28. 28. The method according to claim 25, wherein the chiral solid phase comprises the amylose carbamate.
29. 29. The method according to claim 25, wherein the mobile phase comprises hexane, heptane, cyclohexane, ethyl acetate, methanol, ethanol, isopropanol or mixtures thereof.
30. 30. The method according to claim 29, wherein the mobile phase comprises a mixture of hexane and ethyl acetate.

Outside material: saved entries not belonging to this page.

use std::path::{Path, PathBuf};

use rusqlite::{Connection, OptionalExtension};

use crate::error::Result;
use crate::settings::get_data_dir;

pub const SCHEMA_VERSION: &str = "1";

pub const SCHEMA: &str = "
CREATE TABLE IF NOT EXISTS metadata (
    key TEXT PRIMARY KEY,
    value TEXT NOT NULL
);

CREATE TABLE IF NOT EXISTS accounts (
    id INTEGER PRIMARY KEY,
    name TEXT NOT NULL UNIQUE,
    account_type TEXT NOT NULL,
    institution TEXT,
    iban TEXT,
    currency TEXT NOT NULL DEFAULT 'EUR',
    opening_balance REAL NOT NULL DEFAULT 0,
    is_active INTEGER NOT NULL DEFAULT 1,
    created_at TEXT DEFAULT (datetime('now'))
);

CREATE TABLE IF NOT EXISTS categories (
    id INTEGER PRIMARY KEY,
    name TEXT NOT NULL UNIQUE,
    category_type TEXT NOT NULL,
    description TEXT,
    is_active INTEGER NOT NULL DEFAULT 1
);

CREATE TABLE IF NOT EXISTS budget_purposes (
    id INTEGER PRIMARY KEY,
    name TEXT NOT NULL UNIQUE,
    description TEXT,
    is_active INTEGER NOT NULL DEFAULT 1
);

CREATE TABLE IF NOT EXISTS contacts (
    id INTEGER PRIMARY KEY,
    name TEXT NOT NULL UNIQUE,
    iban TEXT,
    default_category_id INTEGER,
    default_purpose_id INTEGER,
    notes TEXT,
    created_at TEXT DEFAULT (datetime('now')),
    FOREIGN KEY (default_category_id) REFERENCES categories(id),
    FOREIGN KEY (default_purpose_id) REFERENCES budget_purposes(id)
);

CREATE TABLE IF NOT EXISTS savings_plans (
    id INTEGER PRIMARY KEY,
    name TEXT NOT NULL UNIQUE,
    account_id INTEGER NOT NULL,
    target_amount REAL NOT NULL,
    monthly_amount REAL NOT NULL DEFAULT 0,
    start_date TEXT NOT NULL,
    target_date TEXT,
    is_active INTEGER NOT NULL DEFAULT 1,
    FOREIGN KEY (account_id) REFERENCES accounts(id)
);

CREATE TABLE IF NOT EXISTS securities (
    id INTEGER PRIMARY KEY,
    name TEXT NOT NULL,
    isin TEXT NOT NULL UNIQUE,
    symbol TEXT,
    currency TEXT NOT NULL DEFAULT 'EUR',
    is_active INTEGER NOT NULL DEFAULT 1
);

CREATE TABLE IF NOT EXISTS security_prices (
    id INTEGER PRIMARY KEY,
    security_id INTEGER NOT NULL,
    price_date TEXT NOT NULL,
    price REAL NOT NULL,
    UNIQUE (security_id, price_date),
    FOREIGN KEY (security_id) REFERENCES securities(id)
);

CREATE TABLE IF NOT EXISTS imports (
    id INTEGER PRIMARY KEY,
    filename TEXT NOT NULL,
    account_id INTEGER NOT NULL,
    import_date TEXT DEFAULT (datetime('now')),
    record_count INTEGER,
    date_range_start TEXT,
    date_range_end TEXT,
    checksum TEXT,
    FOREIGN KEY (account_id) REFERENCES accounts(id)
);

CREATE TABLE IF NOT EXISTS statement_drafts (
    id INTEGER PRIMARY KEY,
    import_id INTEGER,
    account_id INTEGER NOT NULL,
    booking_date TEXT NOT NULL,
    valuta_date TEXT NOT NULL,
    amount REAL NOT NULL,
    description TEXT NOT NULL,
    counterparty TEXT,
    counterparty_iban TEXT,
    contact_id INTEGER,
    category_id INTEGER,
    purpose_id INTEGER,
    status TEXT NOT NULL DEFAULT 'open',
    posting_id INTEGER,
    FOREIGN KEY (import_id) REFERENCES imports(id),
    FOREIGN KEY (account_id) REFERENCES accounts(id),
    FOREIGN KEY (contact_id) REFERENCES contacts(id),
    FOREIGN KEY (category_id) REFERENCES categories(id),
    FOREIGN KEY (purpose_id) REFERENCES budget_purposes(id)
);

CREATE TABLE IF NOT EXISTS postings (
    id INTEGER PRIMARY KEY,
    account_id INTEGER NOT NULL,
    booking_date TEXT NOT NULL,
    valuta_date TEXT NOT NULL,
    amount REAL NOT NULL,
    description TEXT NOT NULL,
    contact_id INTEGER,
    category_id INTEGER,
    purpose_id INTEGER,
    savings_plan_id INTEGER,
    security_id INTEGER,
    quantity REAL,
    draft_id INTEGER,
    created_at TEXT DEFAULT (datetime('now')),
    FOREIGN KEY (account_id) REFERENCES accounts(id),
    FOREIGN KEY (contact_id) REFERENCES contacts(id),
    FOREIGN KEY (category_id) REFERENCES categories(id),
    FOREIGN KEY (purpose_id) REFERENCES budget_purposes(id),
    FOREIGN KEY (savings_plan_id) REFERENCES savings_plans(id),
    FOREIGN KEY (security_id) REFERENCES securities(id),
    FOREIGN KEY (draft_id) REFERENCES statement_drafts(id)
);

CREATE INDEX IF NOT EXISTS idx_postings_booking_date ON postings(booking_date);

CREATE TABLE IF NOT EXISTS budget_rules (
    id INTEGER PRIMARY KEY,
    name TEXT NOT NULL,
    purpose_id INTEGER,
    category_id INTEGER,
    amount REAL NOT NULL,
    interval_months INTEGER NOT NULL DEFAULT 1,
    start_date TEXT NOT NULL,
    end_date TEXT,
    is_active INTEGER NOT NULL DEFAULT 1,
    CHECK ((purpose_id IS NULL) <> (category_id IS NULL)),
    CHECK (interval_months >= 1),
    FOREIGN KEY (purpose_id) REFERENCES budget_purposes(id),
    FOREIGN KEY (category_id) REFERENCES categories(id)
);

CREATE TABLE IF NOT EXISTS rules (
    id INTEGER PRIMARY KEY,
    pattern TEXT NOT NULL,
    match_type TEXT NOT NULL DEFAULT 'contains',
    contact_id INTEGER,
    category_id INTEGER,
    purpose_id INTEGER,
    priority INTEGER NOT NULL DEFAULT 0,
    hit_count INTEGER NOT NULL DEFAULT 0,
    is_active INTEGER NOT NULL DEFAULT 1,
    created_at TEXT DEFAULT (datetime('now')),
    FOREIGN KEY (contact_id) REFERENCES contacts(id),
    FOREIGN KEY (category_id) REFERENCES categories(id),
    FOREIGN KEY (purpose_id) REFERENCES budget_purposes(id)
);
";

// (name, category_type, description)
const DEFAULT_CATEGORIES: &[(&str, &str, &str)] = &[
    // Income
    ("Salary", "income", "Wages and salary"),
    ("Interest & Dividends", "income", "Bank interest, dividends, coupons"),
    ("Refunds", "income", "Reimbursements and refunds"),
    ("Other Income", "income", "Anything else coming in"),
    // Expenses
    ("Rent", "expense", "Rent, service charges"),
    ("Utilities", "expense", "Power, water, heating, internet, phone"),
    ("Groceries", "expense", "Supermarket, bakery, market"),
    ("Dining Out", "expense", "Restaurants, cafes, takeaway"),
    ("Transport", "expense", "Public transport, fuel, car costs"),
    ("Insurance", "expense", "Health, liability, household insurance"),
    ("Health", "expense", "Pharmacy, doctors, co-payments"),
    ("Subscriptions", "expense", "Streaming, software, memberships"),
    ("Clothing", "expense", "Clothes and shoes"),
    ("Leisure", "expense", "Hobbies, sports, events"),
    ("Travel", "expense", "Holidays, hotels, flights"),
    ("Gifts & Donations", "expense", "Presents and charity"),
    ("Taxes & Fees", "expense", "Taxes, bank fees, licences"),
    ("Other Expenses", "expense", "Anything else going out"),
    // Transfers
    ("Transfer", "transfer", "Transfers between own accounts"),
    ("Savings", "transfer", "Moves into savings plans and depots"),
];

pub fn get_connection(db_path: &Path) -> Result<Connection> {
    let conn = Connection::open(db_path)?;
    conn.execute_batch("PRAGMA journal_mode=WAL; PRAGMA foreign_keys=ON;")?;
    Ok(conn)
}

pub fn db_path() -> PathBuf {
    get_data_dir().join("pocketbook.db")
}

pub fn init_db(conn: &Connection) -> Result<()> {
    conn.execute_batch(SCHEMA)?;

    let count: i64 = conn.query_row("SELECT count(*) FROM categories", [], |row| row.get(0))?;
    if count == 0 {
        for (name, category_type, description) in DEFAULT_CATEGORIES {
            conn.execute(
                "INSERT INTO categories (name, category_type, description) VALUES (?1, ?2, ?3)",
                rusqlite::params![name, category_type, description],
            )?;
        }
    }
    if get_metadata(conn, "schema_version").is_none() {
        set_metadata(conn, "schema_version", SCHEMA_VERSION)?;
    }
    Ok(())
}

pub fn get_metadata(conn: &Connection, key: &str) -> Option<String> {
    conn.query_row("SELECT value FROM metadata WHERE key = ?1", [key], |r| r.get(0))
        .optional()
        .ok()
        .flatten()
}

pub fn set_metadata(conn: &Connection, key: &str, value: &str) -> Result<()> {
    conn.execute(
        "INSERT INTO metadata (key, value) VALUES (?1, ?2) \
         ON CONFLICT(key) DO UPDATE SET value = excluded.value",
        [key, value],
    )?;
    Ok(())
}

/// Test fixture shared by the module tests.
#[cfg(test)]
pub(crate) fn test_db() -> (tempfile::TempDir, Connection) {
    let dir = tempfile::tempdir().unwrap();
    let conn = get_connection(&dir.path().join("test.db")).unwrap();
    init_db(&conn).unwrap();
    (dir, conn)
}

31. 31. A method for the chiral resolution of (±) -calanolide A, comprising the steps of: (a) contacting (±) -calanolide A with an enzyme and an acylating agent, to thereby form a diastereomeric mixture of calanolide A, esterified and not esterified; and (b) separating the esterified calanolide A from the mixture.

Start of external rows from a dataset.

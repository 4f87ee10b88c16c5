mod accounts;
mod backup;
mod budget;
mod categories;
mod cli;
mod contacts;
mod db;
mod drafting;
mod error;
mod fmt;
mod importer;
mod models;
mod postings;
mod reports;
mod savings;
#[cfg(feature = "server")]
mod server;
mod securities;
mod settings;

use clap::{CommandFactory, Parser};
use tracing_subscriber::EnvFilter;

use cli::{
    AccountsCommands, BudgetCommands, CategoriesCommands, Cli, Commands, ContactsCommands,
    DraftsCommands, PostingsCommands, PurposesCommands, ReportCommands, RulesCommands,
    SavingsCommands, SecuritiesCommands,
};
use drafting::{DraftEdit, NewMatchRule};
use models::NewPosting;
use postings::Assignment;

fn init_logging() {
    let filter = EnvFilter::try_from_env("POCKETBOOK_LOG")
        .or_else(|_| EnvFilter::try_new(settings::load_settings().log_filter))
        .unwrap_or_else(|_| EnvFilter::new("warn"));
    tracing_subscriber::fmt()
        .with_env_filter(filter)
        .with_writer(std::io::stderr)
        .with_target(false)
        .init();
}

fn main() {
    let cli = Cli::parse();
    init_logging();

    let result = match cli.command {
        Commands::Init { data_dir } => cli::init::run(data_dir),
        Commands::Status => cli::status::run(),
        Commands::Accounts { command } => match command {
            AccountsCommands::Add {
                name,
                account_type,
                institution,
                iban,
                currency,
                opening_balance,
            } => cli::accounts::add(
                &name,
                &account_type,
                institution.as_deref(),
                iban.as_deref(),
                currency.as_deref(),
                opening_balance,
            ),
            AccountsCommands::List { all } => cli::accounts::list(all),
            AccountsCommands::Close { name } => cli::accounts::close(&name),
        },
        Commands::Contacts { command } => match command {
            ContactsCommands::Add {
                name,
                iban,
                category,
                purpose,
                notes,
            } => cli::contacts::add(
                &name,
                iban.as_deref(),
                category.as_deref(),
                purpose.as_deref(),
                notes.as_deref(),
            ),
            ContactsCommands::List => cli::contacts::list(),
        },
        Commands::Categories { command } => match command {
            CategoriesCommands::Add {
                name,
                category_type,
                description,
            } => cli::categories::add(&name, &category_type, description.as_deref()),
            CategoriesCommands::List => cli::categories::list(),
        },
        Commands::Purposes { command } => match command {
            PurposesCommands::Add { name, description } => {
                cli::categories::add_purpose(&name, description.as_deref())
            }
            PurposesCommands::List => cli::categories::list_purposes(),
        },
        Commands::Postings { command } => match command {
            PostingsCommands::Add {
                account,
                amount,
                description,
                date,
                valuta,
                contact,
                category,
                purpose,
                savings_plan,
                security,
                quantity,
            } => cli::postings::add(&NewPosting {
                account,
                booking_date: cli::date_or_today(date),
                valuta_date: valuta,
                amount,
                description,
                contact,
                category,
                purpose,
                savings_plan,
                security,
                quantity,
            }),
            PostingsCommands::List {
                from_date,
                to_date,
                account,
            } => cli::postings::list(from_date, to_date, account),
            PostingsCommands::Assign {
                id,
                contact,
                category,
                purpose,
                savings_plan,
            } => cli::postings::assign(
                id,
                &Assignment {
                    contact: contact.as_deref(),
                    category: category.as_deref(),
                    purpose: purpose.as_deref(),
                    savings_plan: savings_plan.as_deref(),
                },
            ),
            PostingsCommands::Delete { id } => cli::postings::delete(id),
        },
        Commands::Rules { command } => match command {
            RulesCommands::Add {
                pattern,
                match_type,
                contact,
                category,
                purpose,
                priority,
            } => cli::rules::add(&NewMatchRule {
                pattern: &pattern,
                match_type: &match_type,
                contact: contact.as_deref(),
                category: category.as_deref(),
                purpose: purpose.as_deref(),
                priority,
            }),
            RulesCommands::List => cli::rules::list(),
            RulesCommands::Delete { id } => cli::rules::delete(id),
        },
        Commands::Import {
            file,
            account,
            format,
        } => cli::import::run(&file, &account, format.as_deref()),
        Commands::Drafts { command } => match command {
            DraftsCommands::List { status } => cli::drafts::list(&status),
            DraftsCommands::Apply => cli::drafts::apply(),
            DraftsCommands::Book { ids } => cli::drafts::book(&ids),
            DraftsCommands::Discard { id } => cli::drafts::discard(id),
            DraftsCommands::Edit {
                id,
                contact,
                category,
                purpose,
            } => cli::drafts::edit(
                id,
                &DraftEdit {
                    contact: contact.as_deref(),
                    category: category.as_deref(),
                    purpose: purpose.as_deref(),
                },
            ),
        },
        Commands::Budget { command } => match command {
            BudgetCommands::AddRule {
                name,
                amount,
                purpose,
                category,
                interval,
                start,
                end,
            } => cli::budget::add_rule(
                &name,
                amount,
                purpose.as_deref(),
                category.as_deref(),
                &interval,
                &start,
                end.as_deref(),
            ),
            BudgetCommands::Rules => cli::budget::rules(),
            BudgetCommands::DeleteRule { id } => cli::budget::delete_rule(id),
            BudgetCommands::Report {
                from_date,
                to_date,
                granularity,
                export,
            } => cli::budget::report(from_date, to_date, granularity, export),
            BudgetCommands::Plan {
                from_date,
                to_date,
                granularity,
            } => cli::budget::plan(from_date, to_date, granularity),
        },
        Commands::Savings { command } => match command {
            SavingsCommands::Add {
                name,
                account,
                target,
                monthly,
                start,
                target_date,
            } => cli::savings::add(&name, &account, target, monthly, start, target_date.as_deref()),
            SavingsCommands::List => cli::savings::list(),
        },
        Commands::Securities { command } => match command {
            SecuritiesCommands::Add {
                name,
                isin,
                symbol,
                currency,
            } => cli::securities::add(&name, &isin, symbol.as_deref(), currency.as_deref()),
            SecuritiesCommands::List => cli::securities::list(),
            SecuritiesCommands::Price {
                security,
                price,
                date,
            } => cli::securities::price(&security, price, date),
            SecuritiesCommands::Holdings => cli::securities::holdings(),
        },
        Commands::Report { command } => match command {
            ReportCommands::Balance => cli::report::balance(),
            ReportCommands::Cashflow { from_date, to_date } => cli::report::cashflow(from_date, to_date),
            ReportCommands::Register {
                from_date,
                to_date,
                account,
            } => cli::report::register(from_date, to_date, account),
        },
        Commands::Backup { output } => cli::backup::run(output),
        Commands::Restore { file, force } => cli::backup::restore(&file, force),
        Commands::Demo => cli::demo::run(),
        #[cfg(feature = "server")]
        Commands::Serve { bind } => cli::serve::run(bind),
        Commands::Completions { shell } => {
            clap_complete::generate(shell, &mut Cli::command(), "pocketbook", &mut std::io::stdout());
            Ok(())
        }
    };

    if let Err(e) = result {
        eprintln!("Error: {e}");
        std::process::exit(1);
    }
}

32. 32. The method according to claim 31, wherein the enzyme comprises the lipase CC (Candida Cylindracea), lipase AK (Candida Cylindracea), lipase AY (Candida Cylindracea), PS lipase (Pseudomonas Species), AP lipase (Aspergillus niger), N lipase (Rhizopus nieveuis), FAP lipase (Rhizopus nieveus), PP lipase (Porcine Pancrease), Pig liver stearase (porcine) (PLE), Acetone powder Liver of the Pig (PLAP), or subtilisin. The method according to claim 32, wherein the enzyme is immobilized on Cellite, molecular sieves or an ion exchange resin. 34. The method according to claim 31, wherein the acylating agent comprises vinyl acetate, vinyl propionate, vinyl butyrate, acetic anhydride, propionic anhydride, phthalic anhydride, acetic acid, propionic acid, hexanoic acid or acid. octanoic 35. 5-Hydroxy-2,2-dimethyl-6- (l-methyl-2-hydroxy-butyro) -10-propyl-2H, 8H-benzo [l, 2-b: 3, 4-b1] dipyran -8-ona. 36. The 10, 11-cis-dihydro-6,6, 10, 11-tetramethyl-4-propyl-2H, 6H, 12H-benzo [1,2-b: 3, 4-b1: 5, 6-b "] -tripiran-2,12-dione. 37- The (-) -Calanolide A. 38. An antiviral composition, which comprises a non-toxic, antiviral effective amount of the (±) ~ calanolide A or the (-) -calanolide A, and a pharmaceutically acceptable. 39. The composition according to claim 38, which further comprises an antiviral effective amount of at least one additional antiviral compound. 40. The composition according to claim 39, wherein the additional antiviral compound is AZT or DDC. 41. A method for preventing or treating a viral infection in a mammal, this method comprises administering to the mammal an antiviral, non-toxic, effective amount of the (±) -calanolide A or (-) -calanolide A. 42. The method according to claim 41, further comprising co-administering an antiviral effective amount of at least one additional antiviral compound. 43. The method according to claim 42, wherein the antiviral compound comprises the AZT or the DDC .. 44. The method according to claim 37, wherein the viral infection is by the retrovirus. 45. The method according to claim 44, wherein the retrovirus is a human immunodeficiency virus (HIV). 46. The method according to claim 41, wherein the mammal is a human being.